*EXERCISE DIRECTIONS*.
The whole listing is to be printed again exactly.

════════════════════

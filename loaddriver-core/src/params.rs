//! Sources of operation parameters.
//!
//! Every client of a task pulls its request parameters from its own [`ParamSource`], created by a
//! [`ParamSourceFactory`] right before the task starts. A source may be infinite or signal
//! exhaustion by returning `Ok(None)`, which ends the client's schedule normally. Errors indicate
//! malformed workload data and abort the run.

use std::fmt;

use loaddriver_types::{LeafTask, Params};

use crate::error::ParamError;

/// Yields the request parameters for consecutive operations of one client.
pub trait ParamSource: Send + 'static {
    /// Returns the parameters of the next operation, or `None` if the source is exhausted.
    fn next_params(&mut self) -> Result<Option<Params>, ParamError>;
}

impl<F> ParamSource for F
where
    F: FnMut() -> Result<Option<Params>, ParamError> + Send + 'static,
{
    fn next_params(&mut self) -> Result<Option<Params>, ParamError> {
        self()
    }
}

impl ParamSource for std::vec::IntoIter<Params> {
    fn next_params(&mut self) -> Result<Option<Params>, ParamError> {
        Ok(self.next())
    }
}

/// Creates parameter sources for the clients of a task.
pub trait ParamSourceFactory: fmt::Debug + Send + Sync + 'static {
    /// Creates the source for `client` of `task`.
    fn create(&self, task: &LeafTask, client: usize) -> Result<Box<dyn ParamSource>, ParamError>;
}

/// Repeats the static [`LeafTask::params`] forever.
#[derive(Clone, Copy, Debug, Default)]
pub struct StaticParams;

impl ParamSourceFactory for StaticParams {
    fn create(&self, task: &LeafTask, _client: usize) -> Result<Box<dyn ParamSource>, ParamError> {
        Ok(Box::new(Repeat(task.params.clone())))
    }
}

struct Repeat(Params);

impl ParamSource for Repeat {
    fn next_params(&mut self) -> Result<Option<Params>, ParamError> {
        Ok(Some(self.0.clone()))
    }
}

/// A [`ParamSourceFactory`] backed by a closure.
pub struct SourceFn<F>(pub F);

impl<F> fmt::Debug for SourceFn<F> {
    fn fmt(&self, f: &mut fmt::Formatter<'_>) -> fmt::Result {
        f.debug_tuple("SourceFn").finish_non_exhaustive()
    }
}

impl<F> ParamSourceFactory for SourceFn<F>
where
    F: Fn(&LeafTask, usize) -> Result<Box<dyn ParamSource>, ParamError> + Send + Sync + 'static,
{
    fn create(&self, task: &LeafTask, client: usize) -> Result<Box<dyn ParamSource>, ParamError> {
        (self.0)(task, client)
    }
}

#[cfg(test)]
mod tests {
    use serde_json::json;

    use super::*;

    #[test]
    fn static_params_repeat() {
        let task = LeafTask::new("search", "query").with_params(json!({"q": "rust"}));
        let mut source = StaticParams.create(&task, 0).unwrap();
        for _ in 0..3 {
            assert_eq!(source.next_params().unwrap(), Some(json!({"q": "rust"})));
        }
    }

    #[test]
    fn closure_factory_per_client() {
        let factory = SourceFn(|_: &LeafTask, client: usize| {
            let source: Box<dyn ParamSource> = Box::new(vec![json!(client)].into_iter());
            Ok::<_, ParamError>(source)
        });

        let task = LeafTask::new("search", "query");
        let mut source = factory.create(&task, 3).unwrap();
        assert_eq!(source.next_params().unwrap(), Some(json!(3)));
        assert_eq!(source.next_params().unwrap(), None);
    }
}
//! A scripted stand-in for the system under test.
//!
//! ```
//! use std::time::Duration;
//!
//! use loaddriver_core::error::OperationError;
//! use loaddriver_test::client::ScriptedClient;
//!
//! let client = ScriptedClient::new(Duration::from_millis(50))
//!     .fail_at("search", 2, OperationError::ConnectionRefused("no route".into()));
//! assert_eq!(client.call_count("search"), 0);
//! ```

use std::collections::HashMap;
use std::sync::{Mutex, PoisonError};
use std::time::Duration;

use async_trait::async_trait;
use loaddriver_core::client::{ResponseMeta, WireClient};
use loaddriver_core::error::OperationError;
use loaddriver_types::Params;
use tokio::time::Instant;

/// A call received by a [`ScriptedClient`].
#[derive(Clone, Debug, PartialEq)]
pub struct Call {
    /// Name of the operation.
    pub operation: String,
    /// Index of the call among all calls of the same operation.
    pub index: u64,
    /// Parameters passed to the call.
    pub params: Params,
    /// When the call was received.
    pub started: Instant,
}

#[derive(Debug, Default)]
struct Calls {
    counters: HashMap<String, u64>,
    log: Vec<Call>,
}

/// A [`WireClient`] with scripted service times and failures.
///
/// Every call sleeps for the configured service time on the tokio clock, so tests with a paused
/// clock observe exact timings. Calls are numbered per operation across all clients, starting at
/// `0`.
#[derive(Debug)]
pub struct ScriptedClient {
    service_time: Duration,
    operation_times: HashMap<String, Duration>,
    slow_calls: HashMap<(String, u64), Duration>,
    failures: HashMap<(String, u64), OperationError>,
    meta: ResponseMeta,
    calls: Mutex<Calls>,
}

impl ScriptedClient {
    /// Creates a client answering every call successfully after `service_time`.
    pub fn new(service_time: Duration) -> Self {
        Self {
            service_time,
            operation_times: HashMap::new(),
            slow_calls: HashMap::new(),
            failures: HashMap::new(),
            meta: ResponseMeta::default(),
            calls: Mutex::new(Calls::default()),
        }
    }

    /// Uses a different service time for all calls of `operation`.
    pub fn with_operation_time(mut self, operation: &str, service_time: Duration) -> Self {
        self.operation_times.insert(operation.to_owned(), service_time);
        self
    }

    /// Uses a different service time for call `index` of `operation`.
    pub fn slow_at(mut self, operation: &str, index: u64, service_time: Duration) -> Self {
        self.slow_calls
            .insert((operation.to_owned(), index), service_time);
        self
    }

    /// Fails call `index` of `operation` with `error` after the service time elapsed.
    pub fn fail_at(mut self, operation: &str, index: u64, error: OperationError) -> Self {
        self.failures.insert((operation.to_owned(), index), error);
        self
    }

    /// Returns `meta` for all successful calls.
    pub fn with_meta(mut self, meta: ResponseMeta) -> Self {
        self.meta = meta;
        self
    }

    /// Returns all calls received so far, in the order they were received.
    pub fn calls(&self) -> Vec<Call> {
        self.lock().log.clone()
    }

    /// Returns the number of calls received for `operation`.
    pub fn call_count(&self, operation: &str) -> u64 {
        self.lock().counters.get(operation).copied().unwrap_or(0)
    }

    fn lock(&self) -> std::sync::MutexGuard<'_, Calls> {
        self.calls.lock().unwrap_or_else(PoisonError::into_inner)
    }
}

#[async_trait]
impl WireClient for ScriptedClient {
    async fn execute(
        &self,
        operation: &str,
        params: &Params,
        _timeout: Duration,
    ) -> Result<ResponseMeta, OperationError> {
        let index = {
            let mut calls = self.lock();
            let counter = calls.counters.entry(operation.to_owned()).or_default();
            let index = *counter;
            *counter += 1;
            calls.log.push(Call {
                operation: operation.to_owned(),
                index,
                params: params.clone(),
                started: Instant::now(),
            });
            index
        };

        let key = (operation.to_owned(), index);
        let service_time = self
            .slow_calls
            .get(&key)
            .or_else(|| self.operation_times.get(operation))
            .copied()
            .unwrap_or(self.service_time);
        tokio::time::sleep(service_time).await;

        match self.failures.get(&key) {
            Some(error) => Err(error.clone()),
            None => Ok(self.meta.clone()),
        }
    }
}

════════════════════

*RESPONSE BOX*.
filename loaddriver-core/src/params.rs
//! Sources of operation parameters.
//!
//! Every client of a task pulls its request parameters from its own [`ParamSource`], created by a
//! [`ParamSourceFactory`] right before the task starts. A source may be infinite or signal
//! exhaustion by returning `Ok(None)`, which ends the client's schedule normally. Errors indicate
//! malformed workload data and abort the run.

use std::fmt;

use loaddriver_types::{LeafTask, Params};

use crate::error::ParamError;

/// Yields the request parameters for consecutive operations of one client.
pub trait ParamSource: Send + 'static {
    /// Returns the parameters of the next operation, or `None` if the source is exhausted.
    fn next_params(&mut self) -> Result<Option<Params>, ParamError>;
}

impl<F> ParamSource for F
where
    F: FnMut() -> Result<Option<Params>, ParamError> + Send + 'static,
{
    fn next_params(&mut self) -> Result<Option<Params>, ParamError> {
        self()
    }
}

impl ParamSource for std::vec::IntoIter<Params> {
    fn next_params(&mut self) -> Result<Option<Params>, ParamError> {
        Ok(self.next())
    }
}

/// Creates parameter sources for the clients of a task.
pub trait ParamSourceFactory: fmt::Debug + Send + Sync + 'static {
    /// Creates the source for `client` of `task`.
    fn create(&self, task: &LeafTask, client: usize) -> Result<Box<dyn ParamSource>, ParamError>;
}

/// Repeats the static [`LeafTask::params`] forever.
#[derive(Clone, Copy, Debug, Default)]
pub struct StaticParams;

impl ParamSourceFactory for StaticParams {
    fn create(&self, task: &LeafTask, _client: usize) -> Result<Box<dyn ParamSource>, ParamError> {
        Ok(Box::new(Repeat(task.params.clone())))
    }
}

struct Repeat(Params);

impl ParamSource for Repeat {
    fn next_params(&mut self) -> Result<Option<Params>, ParamError> {
        Ok(Some(self.0.clone()))
    }
}

/// A [`ParamSourceFactory`] backed by a closure.
pub struct SourceFn<F>(pub F);

impl<F> fmt::Debug for SourceFn<F> {
    fn fmt(&self, f: &mut fmt::Formatter<'_>) -> fmt::Result {
        f.debug_tuple("SourceFn").finish_non_exhaustive()
    }
}

impl<F> ParamSourceFactory for SourceFn<F>
where
    F: Fn(&LeafTask, usize) -> Result<Box<dyn ParamSource>, ParamError> + Send + Sync + 'static,
{
    fn create(&self, task: &LeafTask, client: usize) -> Result<Box<dyn ParamSource>, ParamError> {
        (self.0)(task, client)
    }
}

#[cfg(test)]
mod tests {
    use serde_json::json;

    use super::*;

    #[test]
    fn static_params_repeat() {
        let task = LeafTask::new("search", "query").with_params(json!({"q": "rust"}));
        let mut source = StaticParams.create(&task, 0).unwrap();
        for _ in 0..3 {
            assert_eq!(source.next_params().unwrap(), Some(json!({"q": "rust"})));
        }
    }

    #[test]
    fn closure_factory_per_client() {
        let factory = SourceFn(|_: &LeafTask, client: usize| {
            let source: Box<dyn ParamSource> = Box::new(vec![json!(client)].into_iter());
            Ok::<_, ParamError>(source)
        });

        let task = LeafTask::new("search", "query");
        let mut source = factory.create(&task, 3).unwrap();
        assert_eq!(source.next_params().unwrap(), Some(json!(3)));
        assert_eq!(source.next_params().unwrap(), None);
    }
}
//! A scripted stand-in for the system under test.
//!
//! ```
//! use std::time::Duration;
//!
//! use loaddriver_core::error::OperationError;
//! use loaddriver_test::client::ScriptedClient;
//!
//! let client = ScriptedClient::new(Duration::from_millis(50))
//!     .fail_at("search", 2, OperationError::ConnectionRefused("no route".into()));
//! assert_eq!(client.call_count("search"), 0);
//! ```

use std::collections::HashMap;
use std::sync::{Mutex, PoisonError};
use std::time::Duration;

use async_trait::async_trait;
use loaddriver_core::client::{ResponseMeta, WireClient};
use loaddriver_core::error::OperationError;
use loaddriver_types::Params;
use tokio::time::Instant;

/// A call received by a [`ScriptedClient`].
#[derive(Clone, Debug, PartialEq)]
pub struct Call {
    /// Name of the operation.
    pub operation: String,
    /// Index of the call among all calls of the same operation.
    pub index: u64,
    /// Parameters passed to the call.
    pub params: Params,
    /// When the call was received.
    pub started: Instant,
}

#[derive(Debug, Default)]
struct Calls {
    counters: HashMap<String, u64>,
    log: Vec<Call>,
}

/// A [`WireClient`] with scripted service times and failures.
///
/// Every call sleeps for the configured service time on the tokio clock, so tests with a paused
/// clock observe exact timings. Calls are numbered per operation across all clients, starting at
/// `0`.
#[derive(Debug)]
pub struct ScriptedClient {
    service_time: Duration,
    operation_times: HashMap<String, Duration>,
    slow_calls: HashMap<(String, u64), Duration>,
    failures: HashMap<(String, u64), OperationError>,
    meta: ResponseMeta,
    calls: Mutex<Calls>,
}

impl ScriptedClient {
    /// Creates a client answering every call successfully after `service_time`.
    pub fn new(service_time: Duration) -> Self {
        Self {
            service_time,
            operation_times: HashMap::new(),
            slow_calls: HashMap::new(),
            failures: HashMap::new(),
            meta: ResponseMeta::default(),
            calls: Mutex::new(Calls::default()),
        }
    }

    /// Uses a different service time for all calls of `operation`.
    pub fn with_operation_time(mut self, operation: &str, service_time: Duration) -> Self {
        self.operation_times.insert(operation.to_owned(), service_time);
        self
    }

    /// Uses a different service time for call `index` of `operation`.
    pub fn slow_at(mut self, operation: &str, index: u64, service_time: Duration) -> Self {
        self.slow_calls
            .insert((operation.to_owned(), index), service_time);
        self
    }

    /// Fails call `index` of `operation` with `error` after the service time elapsed.
    pub fn fail_at(mut self, operation: &str, index: u64, error: OperationError) -> Self {
        self.failures.insert((operation.to_owned(), index), error);
        self
    }

    /// Returns `meta` for all successful calls.
    pub fn with_meta(mut self, meta: ResponseMeta) -> Self {
        self.meta = meta;
        self
    }

    /// Returns all calls received so far, in the order they were received.
    pub fn calls(&self) -> Vec<Call> {
        self.lock().log.clone()
    }

    /// Returns the number of calls received for `operation`.
    pub fn call_count(&self, operation: &str) -> u64 {
        self.lock().counters.get(operation).copied().unwrap_or(0)
    }

    fn lock(&self) -> std::sync::MutexGuard<'_, Calls> {
        self.calls.lock().unwrap_or_else(PoisonError::into_inner)
    }
}

#[async_trait]
impl WireClient for ScriptedClient {
    async fn execute(
        &self,
        operation: &str,
        params: &Params,
        _timeout: Duration,
    ) -> Result<ResponseMeta, OperationError> {
        let index = {
            let mut calls = self.lock();
            let counter = calls.counters.entry(operation.to_owned()).or_default();
            let index = *counter;
            *counter += 1;
            calls.log.push(Call {
                operation: operation.to_owned(),
                index,
                params: params.clone(),
                started: Instant::now(),
            });
            index
        };

        let key = (operation.to_owned(), index);
        let service_time = self
            .slow_calls
            .get(&key)
            .or_else(|| self.operation_times.get(operation))
            .copied()
            .unwrap_or(self.service_time);
        tokio::time::sleep(service_time).await;

        match self.failures.get(&key) {
            Some(error) => Err(error.clone()),
            None => Ok(self.meta.clone()),
        }
    }
}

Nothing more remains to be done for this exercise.